▸ PROBLEM TO WORK ON
Provide an exact copy of the lines from the beginning of the records through the line that includes "at all times.", and of no others.

[Records contained in a dataset]
..........
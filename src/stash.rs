// Copyright (c) Meta Platforms, Inc. and affiliates.
//
// This source code is dual-licensed under either the MIT license found in the
// LICENSE-MIT file in the root directory of this source tree or the Apache
// License, Version 2.0 found in the LICENSE-APACHE file in the root directory
// of this source tree. You may select, at your option, one of the above-listed licenses.

//! The Path ORAM stash.
//!
//! The stash holds blocks that could not be placed into any bucket on their
//! assigned path during the last eviction. It is unbounded and never discards
//! a block; with sensible geometry parameters its expected size stays small.
//! Entries iterate in ascending id order, which the stash integrity digest
//! relies on.

use crate::{BlockId, OramError};
use std::collections::BTreeMap;

/// An overflow buffer mapping block ids to block bytes.
#[derive(Clone, Debug, Default, PartialEq, Eq)]
pub struct Stash {
    blocks: BTreeMap<BlockId, Vec<u8>>,
}

impl Stash {
    /// Returns an empty stash.
    pub fn new() -> Self {
        Self::default()
    }

    /// Inserts `payload` under `id`.
    ///
    /// # Errors
    ///
    /// Returns a `ConsistencyViolation` error if the stash already holds a
    /// block with this id; a block has exactly one holder at all times.
    pub fn insert(&mut self, id: BlockId, payload: Vec<u8>) -> Result<(), OramError> {
        if self.blocks.insert(id, payload).is_some() {
            return Err(OramError::ConsistencyViolation(
                "block inserted into a stash that already holds it",
            ));
        }
        Ok(())
    }

    /// Removes and returns the block stored under `id`, if present.
    pub fn remove(&mut self, id: BlockId) -> Option<Vec<u8>> {
        self.blocks.remove(&id)
    }

    /// Returns whether the stash holds a block with this id.
    pub fn contains(&self, id: BlockId) -> bool {
        self.blocks.contains_key(&id)
    }

    /// The number of blocks currently stashed.
    pub fn len(&self) -> usize {
        self.blocks.len()
    }

    /// Returns whether the stash is empty.
    pub fn is_empty(&self) -> bool {
        self.blocks.is_empty()
    }

    /// Iterates over `(id, block bytes)` entries in ascending id order.
    pub fn iter(&self) -> impl Iterator<Item = (BlockId, &[u8])> {
        self.blocks.iter().map(|(id, bytes)| (*id, bytes.as_slice()))
    }

    /// Collects the stashed ids in ascending order into `out`.
    pub(crate) fn ids_into(&self, out: &mut Vec<BlockId>) {
        out.clear();
        out.extend(self.blocks.keys().copied());
    }
}

#[cfg(test)]
mod tests {
    use super::*;

    #[test]
    fn iterates_in_ascending_id_order() {
        let mut stash = Stash::new();
        stash.insert(9, vec![9]).unwrap();
        stash.insert(1, vec![1]).unwrap();
        stash.insert(4, vec![4]).unwrap();
        let ids: Vec<BlockId> = stash.iter().map(|(id, _)| id).collect();
        assert_eq!(ids, vec![1, 4, 9]);
    }

    #[test]
    fn duplicate_insert_is_a_consistency_violation() {
        let mut stash = Stash::new();
        stash.insert(2, vec![0]).unwrap();
        assert!(stash.insert(2, vec![1]).is_err());
    }

    #[test]
    fn remove_shrinks_the_stash() {
        let mut stash = Stash::new();
        stash.insert(5, vec![1, 2]).unwrap();
        assert_eq!(stash.remove(5), Some(vec![1, 2]));
        assert_eq!(stash.remove(5), None);
        assert!(stash.is_empty());
    }
}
..........
▸ EXERCISE RESPONSE
filename src/stash.rs
// Copyright (c) Meta Platforms, Inc. and affiliates.
//
// This source code is dual-licensed under either the MIT license found in the
// LICENSE-MIT file in the root directory of this source tree or the Apache
// License, Version 2.0 found in the LICENSE-APACHE file in the root directory
// of this source tree. You may select, at your option, one of the above-listed licenses.

//! The Path ORAM stash.
//!
//! The stash holds blocks that could not be placed into any bucket on their
//! assigned path during the last eviction. It is unbounded and never discards
//! a block; with sensible geometry parameters its expected size stays small.
//! Entries iterate in ascending id order, which the stash integrity digest
//! relies on.

use crate::{BlockId, OramError};
use std::collections::BTreeMap;

/// An overflow buffer mapping block ids to block bytes.
#[derive(Clone, Debug, Default, PartialEq, Eq)]
pub struct Stash {
    blocks: BTreeMap<BlockId, Vec<u8>>,
}

impl Stash {
    /// Returns an empty stash.
    pub fn new() -> Self {
        Self::default()
    }

    /// Inserts `payload` under `id`.
    ///
    /// # Errors
    ///
    /// Returns a `ConsistencyViolation` error if the stash already holds a
    /// block with this id; a block has exactly one holder at all times.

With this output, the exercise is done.